Kathy Steece-Collier, PhD
- Professor of Translational Neuroscience
- Department of Translational Neuroscience
- Michigan State University College of Human Medicine
- Teaching Faculty, MSU Neuroscience Program
- Grand Rapids Research Center
- 400 Monroe Ave NW, Grand Rapids, MI 49503
- Phone: 616.234.0969
- Fax: 616.234.0991
- collie68@msu.edu
Biography
Dr. Kathy Steece-Collier is Professor of Translational Neuroscience in the College of Human Medicine at Michigan State University. For 30+ years, she has maintained dedication to development of improved therapeutics for individuals with Parkinson’s disease (PD). She was project leader for the MSU Udall PD Research Center of Excellence from 2009-2015, currently serves as Project Director for a SPARK-NS award (https://sparkns.org/programs/projects/; 01/2025-12/2026) and for a competitively funded NIH R01 award (2018-2029), and has had with continuous NIH funding since 2004. She is co-founder and Chief Scientific Officer at CavGene Therapeutics. Steece-Collier holds dual B.S. degrees in Biology and Chemistry, and a Doctorate in Physiology and Biophysics from University of Illinois. She did a post-doctoral fellowship in the department of Neuroanatomy at the University of Rochester.

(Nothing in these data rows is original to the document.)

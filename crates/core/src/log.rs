use serde::{Deserialize, Serialize, Serializer};
use std::collections::BTreeMap;

/// A single log field value. The service stores flat records only, so a
/// field is either a number or a string.
#[derive(Debug, Clone, PartialEq, Serialize, Deserialize)]
#[serde(untagged)]
pub enum LogValue {
    Int(i64),
    Float(f64),
    Text(String),
}

impl LogValue {
    pub fn as_str(&self) -> Option<&str> {
        match self {
            Self::Text(s) => Some(s),
            _ => None,
        }
    }

    pub fn as_f64(&self) -> Option<f64> {
        match self {
            Self::Int(i) => Some(*i as f64),
            Self::Float(f) => Some(*f),
            Self::Text(_) => None,
        }
    }
}

impl From<&str> for LogValue {
    fn from(value: &str) -> Self {
        Self::Text(value.to_string())
    }
}

impl From<String> for LogValue {
    fn from(value: String) -> Self {
        Self::Text(value)
    }
}

impl From<i64> for LogValue {
    fn from(value: i64) -> Self {
        Self::Int(value)
    }
}

impl From<i32> for LogValue {
    fn from(value: i32) -> Self {
        Self::Int(value.into())
    }
}

impl From<f64> for LogValue {
    fn from(value: f64) -> Self {
        Self::Float(value)
    }
}

/// Reasons a log record is rejected before it is sent.
#[derive(Debug, Clone, PartialEq, thiserror::Error)]
pub enum LogError {
    #[error("log record must be a JSON object")]
    NotAnObject,

    #[error("field '{0}' is not a string or number; nested values are not supported")]
    UnsupportedValue(String),

    #[error("field '{0}' is not a finite number")]
    NonFinite(String),
}

/// A flat log record: field name to string or number.
#[derive(Debug, Clone, Default, PartialEq, Serialize, Deserialize)]
#[serde(transparent)]
pub struct Log(BTreeMap<String, LogValue>);

impl Log {
    pub fn new() -> Self {
        Self::default()
    }

    pub fn with(mut self, field: impl Into<String>, value: impl Into<LogValue>) -> Self {
        self.insert(field, value);
        self
    }

    pub fn insert(&mut self, field: impl Into<String>, value: impl Into<LogValue>) {
        self.0.insert(field.into(), value.into());
    }

    pub fn get(&self, field: &str) -> Option<&LogValue> {
        self.0.get(field)
    }

    pub fn iter(&self) -> impl Iterator<Item = (&String, &LogValue)> {
        self.0.iter()
    }

    pub fn len(&self) -> usize {
        self.0.len()
    }

    pub fn is_empty(&self) -> bool {
        self.0.is_empty()
    }

    /// Check the record can be serialized for the service.
    pub fn validate(&self) -> Result<(), LogError> {
        for (field, value) in &self.0 {
            if let LogValue::Float(f) = value {
                if !f.is_finite() {
                    return Err(LogError::NonFinite(field.clone()));
                }
            }
        }
        Ok(())
    }
}

impl TryFrom<serde_json::Value> for Log {
    type Error = LogError;

    fn try_from(value: serde_json::Value) -> Result<Self, Self::Error> {
        let serde_json::Value::Object(fields) = value else {
            return Err(LogError::NotAnObject);
        };

        let mut log = Log::new();
        for (field, value) in fields {
            let value = match value {
                serde_json::Value::String(s) => LogValue::Text(s),
                serde_json::Value::Number(n) => match n.as_i64() {
                    Some(i) => LogValue::Int(i),
                    None => n
                        .as_f64()
                        .map(LogValue::Float)
                        .ok_or_else(|| LogError::UnsupportedValue(field.clone()))?,
                },
                _ => return Err(LogError::UnsupportedValue(field)),
            };
            log.0.insert(field, value);
        }
        Ok(log)
    }
}

/// Logs sent together under one log name.
#[derive(Debug, Clone, Default, PartialEq)]
pub struct LogList {
    pub name: String,
    pub logs: Vec<Log>,
}

impl LogList {
    pub fn new(name: impl Into<String>) -> Self {
        Self {
            name: name.into(),
            logs: Vec::new(),
        }
    }

    pub fn with_log(mut self, log: Log) -> Self {
        self.logs.push(log);
        self
    }

    pub fn is_empty(&self) -> bool {
        self.logs.is_empty()
    }
}

/// The name travels in the URL; only the records go in the body.
impl Serialize for LogList {
    fn serialize<S: Serializer>(&self, serializer: S) -> Result<S::Ok, S::Error> {
        self.logs.serialize(serializer)
    }
}
//! Decoding of the service's columnar query responses.
//!
//! A response is a JSON array of `{name, columns, points}` objects where
//! every row in `points` lines up with `columns` and the first column is
//! conventionally `time`. Two views are offered:
//!
//! * [`decode`] pivots every element into per-column sequences keyed
//!   `"{name}_{column}"`, folding the `time` column into the `value` column.
//! * [`decode_series`] reads only the first element as a single [`Series`],
//!   treating the leading cell of each row as the point timestamp.

use crate::series::{
    series_key, ColumnarResponse, DataPoint, DecodedPoint, DecodedSeriesMap, Series, TIME_COLUMN,
    VALUE_COLUMN,
};

/// Errors raised while decoding a columnar response.
#[derive(Debug, thiserror::Error)]
pub enum DecodeError {
    #[error("malformed columnar response: {0}")]
    Json(#[from] serde_json::Error),

    #[error("row {row} has a null value at position {position}")]
    NullValue { row: usize, position: usize },
}

/// Parse a raw response body. A blank body is treated like `[]`.
pub fn parse(body: &[u8]) -> Result<Vec<ColumnarResponse>, DecodeError> {
    if body.iter().all(u8::is_ascii_whitespace) {
        return Ok(Vec::new());
    }
    Ok(serde_json::from_slice(body)?)
}

/// Decode a raw response body into per-column sequences.
pub fn decode(body: &[u8]) -> Result<DecodedSeriesMap, DecodeError> {
    let responses = parse(body)?;
    Ok(decode_responses(&responses))
}

/// Pivot parsed response elements into per-column sequences.
pub fn decode_responses(responses: &[ColumnarResponse]) -> DecodedSeriesMap {
    let mut decoded = DecodedSeriesMap::new();

    for response in responses {
        let name = response.name.as_deref().unwrap_or_default();
        let columns = response.columns.as_deref().unwrap_or_default();
        let rows = response.points.as_deref().unwrap_or_default();

        let keys: Vec<String> = columns
            .iter()
            .map(|column| series_key(name, column))
            .collect();
        for key in &keys {
            decoded.insert(key.clone(), vec![None; rows.len()]);
        }

        for (row_index, row) in rows.iter().enumerate() {
            // Short rows leave the trailing slots empty.
            for (key, cell) in keys.iter().zip(row) {
                if let (Some(value), Some(slots)) = (cell, decoded.get_mut(key)) {
                    slots[row_index] = Some(DecodedPoint::new(*value));
                }
            }
        }

        merge_time_into_value(&mut decoded, name);
    }

    decoded
}

/// Move the `time` column onto the `value` column of the same series,
/// pairing rows by position, and drop the `time` column.
fn merge_time_into_value(decoded: &mut DecodedSeriesMap, name: &str) {
    let value_key = series_key(name, VALUE_COLUMN);
    if !decoded.contains_key(&value_key) {
        return;
    }
    let Some(times) = decoded.remove(&series_key(name, TIME_COLUMN)) else {
        return;
    };

    if let Some(values) = decoded.get_mut(&value_key) {
        for (slot, time) in values.iter_mut().zip(times) {
            if let (Some(point), Some(time)) = (slot.as_mut(), time) {
                point.timestamp = Some(time.value as i64);
            }
        }
    }
}

/// Decode the first element of a raw response body as a single series.
pub fn decode_series(body: &[u8]) -> Result<Series, DecodeError> {
    let responses = parse(body)?;
    match responses.first() {
        Some(first) => series_from_response(first),
        None => Ok(Series::default()),
    }
}

/// Read one response element as a series.
///
/// The leading column is the timestamp column, so it is dropped from the
/// series columns and its cell becomes the point timestamp.
pub fn series_from_response(response: &ColumnarResponse) -> Result<Series, DecodeError> {
    let mut series = Series::default();

    if let Some(ref name) = response.name {
        series.name = name.clone();
    }
    if let Some(ref columns) = response.columns {
        series.columns = columns.iter().skip(1).cloned().collect();
    }

    let Some(ref rows) = response.points else {
        return Ok(series);
    };

    let width = response
        .columns
        .as_ref()
        .map(|_| series.columns.len())
        .unwrap_or(usize::MAX);

    series.points = rows
        .iter()
        .enumerate()
        .map(|(row_index, row)| {
            let Some((timestamp, cells)) = row.split_first() else {
                return Ok(DataPoint::default());
            };

            let values = cells
                .iter()
                .take(width)
                .enumerate()
                .map(|(i, cell)| {
                    cell.ok_or(DecodeError::NullValue {
                        row: row_index,
                        position: i + 1,
                    })
                })
                .collect::<Result<Vec<_>, _>>()?;

            Ok(DataPoint {
                timestamp: *timestamp,
                values,
            })
        })
        .collect::<Result<_, DecodeError>>()?;

    Ok(series)
}
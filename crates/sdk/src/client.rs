//! Main client for the Zeus SDK.

use crate::api::*;
use crate::config::{ClientConfig, DEFAULT_TIMEOUT};
use crate::error::{ZeusError, ZeusResult};
use crate::transport::{HttpTransport, RawResponse};
use reqwest::Method;
use std::sync::Arc;
use std::time::Duration;
use url::Url;
use zeus_core::MetricEncoding;

/// Main client for interacting with the Zeus API.
#[derive(Debug, Clone)]
pub struct ZeusClient {
    config: Arc<ClientConfig>,
    pub(crate) http: HttpTransport,
}

impl ZeusClient {
    /// Create a new client builder.
    pub fn builder() -> ZeusClientBuilder {
        ZeusClientBuilder::new()
    }

    /// Create a client from configuration.
    pub fn from_config(config: ClientConfig) -> ZeusResult<Self> {
        let config = Arc::new(config);
        let http = HttpTransport::new(config.clone())?;

        Ok(Self { config, http })
    }

    pub fn config(&self) -> &ClientConfig {
        &self.config
    }

    /// Scope requests to a bucket, e.g. `"org1/bucket1"`.
    pub fn bucket(&self, name: impl Into<String>) -> Bucket<'_> {
        Bucket {
            client: self,
            name: name.into(),
        }
    }
}

/// Requests scoped to one bucket of the client's organization.
#[derive(Debug, Clone)]
pub struct Bucket<'a> {
    client: &'a ZeusClient,
    name: String,
}

impl<'a> Bucket<'a> {
    pub fn name(&self) -> &str {
        &self.name
    }

    /// Get the logs API.
    pub fn logs(&self) -> LogsApi<'_> {
        LogsApi::new(self)
    }

    /// Get the metrics API.
    pub fn metrics(&self) -> MetricsApi<'_> {
        MetricsApi::new(self)
    }

    /// Get the alerts API.
    pub fn alerts(&self) -> AlertsApi<'_> {
        AlertsApi::new(self)
    }

    /// Get the triggered alerts API.
    pub fn trigalerts(&self) -> TrigalertsApi<'_> {
        TrigalertsApi::new(self)
    }

    pub(crate) fn metric_encoding(&self) -> MetricEncoding {
        self.client.config.metric_encoding
    }

    /// Issue a request under `/{resource}/{token}/{rest..}/`.
    pub(crate) async fn request(
        &self,
        method: Method,
        resource: &str,
        rest: &[&str],
        params: &[(&'static str, String)],
    ) -> ZeusResult<RawResponse> {
        let token = self.client.config.token().ok_or(ZeusError::MissingToken)?;
        if self.name.is_empty() {
            return Err(ZeusError::InvalidInput("bucket name is required".to_string()));
        }

        let mut segments = Vec::with_capacity(rest.len() + 2);
        segments.push(resource);
        segments.push(token);
        segments.extend_from_slice(rest);

        self.client
            .http
            .request(method, &segments, Some(&self.name), params)
            .await
    }
}

/// Builder for creating a ZeusClient.
pub struct ZeusClientBuilder {
    base_url: Option<String>,
    token: Option<String>,
    timeout: Duration,
    metric_encoding: MetricEncoding,
}

impl ZeusClientBuilder {
    /// Create a new builder.
    pub fn new() -> Self {
        Self {
            base_url: None,
            token: None,
            timeout: DEFAULT_TIMEOUT,
            metric_encoding: MetricEncoding::default(),
        }
    }

    /// Set the base URL of the Zeus REST API.
    pub fn base_url(mut self, url: impl Into<String>) -> Self {
        self.base_url = Some(url.into());
        self
    }

    /// Set the user token.
    pub fn token(mut self, token: impl Into<String>) -> Self {
        self.token = Some(token.into());
        self
    }

    /// Set the request timeout.
    pub fn timeout(mut self, timeout: Duration) -> Self {
        self.timeout = timeout;
        self
    }

    /// Set the layout used when posting metrics.
    pub fn metric_encoding(mut self, encoding: MetricEncoding) -> Self {
        self.metric_encoding = encoding;
        self
    }

    /// Build the client.
    pub fn build(self) -> ZeusResult<ZeusClient> {
        let base_url_str = self
            .base_url
            .ok_or_else(|| ZeusError::Config("base_url is required".to_string()))?;

        let base_url = Url::parse(&base_url_str)?;
        if base_url.cannot_be_a_base() {
            return Err(ZeusError::Config(format!(
                "base_url must be a hierarchical URL: {}",
                base_url
            )));
        }

        let config = ClientConfig {
            base_url,
            token: self.token,
            timeout: self.timeout,
            metric_encoding: self.metric_encoding,
        };

        ZeusClient::from_config(config)
    }
}

impl Default for ZeusClientBuilder {
    fn default() -> Self {
        Self::new()
    }
}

A main research focus involves understanding the role of aberrant striatal plasticity, a characteristic of the parkinsonian brain, in therapy failure and symptom progression. She and her team employ preclinical models of PD and various precision medicine approaches including AAV-CaV1.3-shRNA targeted gene therapy and a CRISPR knock-in rat model of the human rs6265 SNP to understand the role of neurochemical and structural alterations, and circuit reorganization in therapy dysfunction in individuals with PD. Outside of her research life, she enjoys hanging out with friends, family and her horses.
Education
| Institution | Field of Study | Degree Earned | Year |
|---|---|---|---|
|
Eureka College, Eureka, IL |
Chemistry |
B.S. |
1981 |
|
Eureka College, Eureka, IL |
Biology |
B.S. |
1981 |
|
University of Illinois School of Medicine, Chicago, IL |
Physiology |
Ph.D. |
1986 |
|
University of Rochester School of Medicine, Rochester, NY |
Neuroanatomy |
Postdoctoral Fellow |
1986-1990 |
Research Interests
Over the past 20+ years, I have maintained my dedication to the development of improved therapeutics for individuals with Parkinson’s disease (PD) with particular emphasis in understanding how striatal pathology impacts therapeutics for PD including levodopa (Sinemet) and regenerative dopamine terminal replacement strategies. Over the past 10+ years, our research has resulted in a series of studies examining the structural reorganization of cells and circuits in the basal ganglia associated with graft- and levodopa-induced dyskinesias, and molecular triggers that induce and/or maintain the dyskinetic state, and/or result in failure of DA treatment strategies. My current funding includes two R01 grants from NINDS to investigate: 1) the capacity and limitations of gene level silencing of a particular population of calcium channels, CaV1.3 channels, in the striatum using rAAV-CaV1.3-shRNA to prevent and reverse the devastating side-effect of the antiparkinsonian medication levodopa known as levodopa-induced dyskinesias (LID) using parkinsonian animal models (award period: 09/01/2018-08/31/2024); and 2) the impact of a common human single nucleotide polymorphism (SNP) on the on the ability to remodel the parkinsonian striatum with new DA terminals using neural grafting in a CRISPR knock-in rat model of the human SNP rs6265 BDNF as a model system (award period: 01/01/2019 – 12/31/2023).
Technical Expertise
- Stereotaxic surgery
- In vivo gene therapy
- Behavioral evaluations of motor performance in rodents
- Embryonic and adult brain microdissection
- Immunohistochemistry, immunofluorescence, immunoelectron microscopy
- Confocal and electron microscopy
- Stereological analyses
- Western blot
- In situ hybridization
- In vivo microdialysis
- Cell culture